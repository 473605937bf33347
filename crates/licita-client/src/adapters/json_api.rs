//! Adapter for portals exposing a JSON listing API (COMPR.AR-style).
//!
//! Field locations are configured as dot paths in the source's selectors
//! map; pagination is a page-number query parameter.

use async_trait::async_trait;
use serde_json::Value;
use url::Url;

use licita_core::error::AppError;
use licita_core::models::{AdapterCategory, RawRecord, ScraperConfig, UrlQuality};

use crate::http::{FetchClient, FetchRequest};

use super::{AdapterContext, AdapterOutput, SourceAdapter};

pub struct JsonApiAdapter;

#[async_trait]
impl SourceAdapter for JsonApiAdapter {
    fn name(&self) -> &'static str {
        "json_api"
    }

    fn category(&self) -> AdapterCategory {
        AdapterCategory::Light
    }

    fn handles_url(&self, url: &Url) -> bool {
        url.path().contains("/api/") || url.path().ends_with(".json")
    }

    async fn run(
        &self,
        config: &ScraperConfig,
        client: &FetchClient,
        ctx: &AdapterContext,
    ) -> Result<AdapterOutput, AppError> {
        let base = Url::parse(&config.url).map_err(|_| AppError::InvalidUrl(config.url.clone()))?;
        let param = config.pagination.param.as_deref().unwrap_or("page");
        let start = config.pagination.start.unwrap_or(1);
        let max_pages = config.pagination.max_pages.unwrap_or(10);
        let paged = config.pagination.style.as_deref() == Some("page_param");

        let mut output = AdapterOutput::default();
        let pages = if paged { max_pages.max(1) } else { 1 };
        for page in start..start + pages {
            let mut url = base.clone();
            if paged {
                url.query_pairs_mut().append_pair(param, &page.to_string());
            }

            let request = FetchRequest::get(url.to_string()).with_timeout(self.category().timeout());
            let response = client.fetch(request, &ctx.cancel).await?;
            let body: Value = response.json()?;

            let count = parse_page(&body, config, &base, &mut output)?;
            tracing::debug!(source = %config.name, page, items = count, "json page parsed");
            if count == 0 {
                break;
            }
        }
        Ok(output)
    }
}

/// Extracts records from one JSON payload; returns how many items the page
/// carried (found, not necessarily parsed).
fn parse_page(
    body: &Value,
    config: &ScraperConfig,
    base: &Url,
    output: &mut AdapterOutput,
) -> Result<usize, AppError> {
    let items = match config.selectors.get("items") {
        Some(path) => pluck(body, path),
        None => Some(body),
    }
    .and_then(Value::as_array)
    .ok_or_else(|| {
        AppError::UnexpectedSchema(format!(
            "source '{}': items path did not resolve to an array",
            config.name
        ))
    })?;

    for (index, item) in items.iter().enumerate() {
        let Some(title) = field(item, config, "title").filter(|t| !t.is_empty()) else {
            output.push_warning(format!("item {} skipped: no title", index + 1));
            continue;
        };

        let mut record = RawRecord::new(&config.name, &config.jurisdiccion, &title);
        record.organization = field(item, config, "organization").unwrap_or_default();
        record.description = field(item, config, "description");
        record.expedient_number = field(item, config, "expediente");
        record.licitacion_number = field(item, config, "numero");
        record.category = field(item, config, "category");
        record.tipo_procedimiento = field(item, config, "tipo");
        record.budget_text = field(item, config, "budget");
        record.currency = field(item, config, "currency");
        record.publication_date = field(item, config, "published")
            .as_deref()
            .and_then(licita_core::dates::parse_date);
        record.opening_date = field(item, config, "opening")
            .as_deref()
            .and_then(licita_core::dates::parse_date);

        match field(item, config, "url").and_then(|u| base.join(&u).ok()) {
            Some(absolute) => {
                record.source_url = Some(absolute.to_string());
                record.url_quality = Some(UrlQuality::Direct);
            }
            None => {
                record.source_url = Some(base.to_string());
                record.url_quality = Some(UrlQuality::Partial);
            }
        }
        record.extra = item.clone();

        output.records.push(record);
    }
    Ok(items.len())
}

/// Walks a dot path into a JSON value.
fn pluck<'a>(value: &'a Value, path: &str) -> Option<&'a Value> {
    path.split('.')
        .try_fold(value, |acc, key| acc.get(key))
}

/// String-ish field at the configured path for `key`.
fn field(item: &Value, config: &ScraperConfig, key: &str) -> Option<String> {
    let path = config.selectors.get(key)?;
    let value = pluck(item, path)?;
    match value {
        Value::String(s) => {
            let trimmed = s.trim();
            (!trimmed.is_empty()).then(|| trimmed.to_string())
        }
        Value::Number(n) => Some(n.to_string()),
        _ => None,
    }
}

#[cfg(test)]
mod tests {
    use super::*;
    use std::collections::BTreeMap;
    use tokio_util::sync::CancellationToken;
    use wiremock::matchers::{method, query_param};
    use wiremock::{Mock, MockServer, ResponseTemplate};

    fn config(url: &str) -> ScraperConfig {
        let selectors: BTreeMap<String, String> = [
            ("items", "data"),
            ("title", "nombre"),
            ("organization", "unidad"),
            ("expediente", "expediente"),
            ("published", "fecha_publicacion"),
            ("opening", "fecha_apertura"),
            ("budget", "monto"),
            ("url", "enlace"),
        ]
        .iter()
        .map(|(k, v)| (k.to_string(), v.to_string()))
        .collect();
        ScraperConfig {
            name: "comprar-nacion".into(),
            url: url.into(),
            adapter: "json_api".into(),
            jurisdiccion: "Nacional".into(),
            category: AdapterCategory::Light,
            active: true,
            schedule: "0 */6 * * *".into(),
            selectors,
            pagination: licita_core::models::PaginationState {
                style: Some("page_param".into()),
                param: Some("page".into()),
                start: Some(1),
                max_pages: Some(5),
                page_size: None,
            },
            last_run: None,
            runs_count: 0,
            min_interval_hours: None,
            adaptive_schedule: false,
            paused_reason: None,
        }
    }

    #[test]
    fn test_parse_page_extracts_fields() {
        let body = serde_json::json!({
            "data": [{
                "nombre": "Adquisición de tomógrafos",
                "unidad": "Ministerio de Salud",
                "expediente": "EX-2025-00123",
                "fecha_publicacion": "2025-07-01",
                "fecha_apertura": "15/08/2025",
                "monto": 98700000.5,
                "enlace": "/procesos/123"
            }]
        });
        let config = config("https://comprar.gob.ar/api/procesos");
        let base = Url::parse(&config.url).unwrap();
        let mut output = AdapterOutput::default();

        let count = parse_page(&body, &config, &base, &mut output).unwrap();
        assert_eq!(count, 1);
        let r = &output.records[0];
        assert_eq!(r.title, "Adquisición de tomógrafos");
        assert_eq!(r.organization, "Ministerio de Salud");
        assert_eq!(
            r.publication_date,
            chrono::NaiveDate::from_ymd_opt(2025, 7, 1)
        );
        assert_eq!(r.opening_date, chrono::NaiveDate::from_ymd_opt(2025, 8, 15));
        assert_eq!(r.budget_text.as_deref(), Some("98700000.5"));
        assert_eq!(
            r.source_url.as_deref(),
            Some("https://comprar.gob.ar/procesos/123")
        );
        assert_eq!(r.url_quality, Some(UrlQuality::Direct));
    }

    #[test]
    fn test_parse_page_item_without_title_warns() {
        let body = serde_json::json!({ "data": [{ "unidad": "X" }] });
        let config = config("https://comprar.gob.ar/api/procesos");
        let base = Url::parse(&config.url).unwrap();
        let mut output = AdapterOutput::default();

        let count = parse_page(&body, &config, &base, &mut output).unwrap();
        assert_eq!(count, 1);
        assert!(output.records.is_empty());
        assert_eq!(output.warnings.len(), 1);
    }

    #[test]
    fn test_parse_page_wrong_shape() {
        let body = serde_json::json!({ "data": "not an array" });
        let config = config("https://comprar.gob.ar/api/procesos");
        let base = Url::parse(&config.url).unwrap();
        let mut output = AdapterOutput::default();
        assert!(matches!(
            parse_page(&body, &config, &base, &mut output),
            Err(AppError::UnexpectedSchema(_))
        ));
    }

    #[test]
    fn test_pluck_nested_path() {
        let v = serde_json::json!({ "a": { "b": { "c": 7 } } });
        assert_eq!(pluck(&v, "a.b.c"), Some(&serde_json::json!(7)));
        assert_eq!(pluck(&v, "a.x"), None);
    }

    #[tokio::test]
    async fn test_run_paginates_until_empty() {
        let server = MockServer::start().await;
        Mock::given(method("GET"))
            .and(query_param("page", "1"))
            .respond_with(ResponseTemplate::new(200).set_body_json(serde_json::json!({
                "data": [{ "nombre": "Proceso uno" }]
            })))
            .mount(&server)
            .await;
        Mock::given(method("GET"))
            .and(query_param("page", "2"))
            .respond_with(ResponseTemplate::new(200).set_body_json(serde_json::json!({
                "data": [{ "nombre": "Proceso dos" }]
            })))
            .mount(&server)
            .await;
        Mock::given(method("GET"))
            .and(query_param("page", "3"))
            .respond_with(
                ResponseTemplate::new(200).set_body_json(serde_json::json!({ "data": [] })),
            )
            .mount(&server)
            .await;

        let client = FetchClient::new(crate::http::HttpSettings {
            rate_limit_per_host: std::time::Duration::from_millis(1),
            ..Default::default()
        })
        .unwrap();
        let ctx = AdapterContext {
            cancel: CancellationToken::new(),
            today: chrono::NaiveDate::from_ymd_opt(2025, 6, 1).unwrap(),
        };
        let config = config(&format!("{}/api/procesos", server.uri()));

        let output = JsonApiAdapter.run(&config, &client, &ctx).await.unwrap();
        assert_eq!(output.records.len(), 2);
        assert_eq!(output.records[0].title, "Proceso uno");
        assert_eq!(output.records[1].title, "Proceso dos");
    }
}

What you are asked to do: Exact reproduction of the lines from the top of the material through the line where "page-number query parameter." appears is required, both boundary lines included, with no other output.

Response:
repository 473605937bf33347
filename crates/licita-client/src/adapters/json_api.rs
//! Adapter for portals exposing a JSON listing API (COMPR.AR-style).
//!
//! Field locations are configured as dot paths in the source's selectors
//! map; pagination is a page-number query parameter.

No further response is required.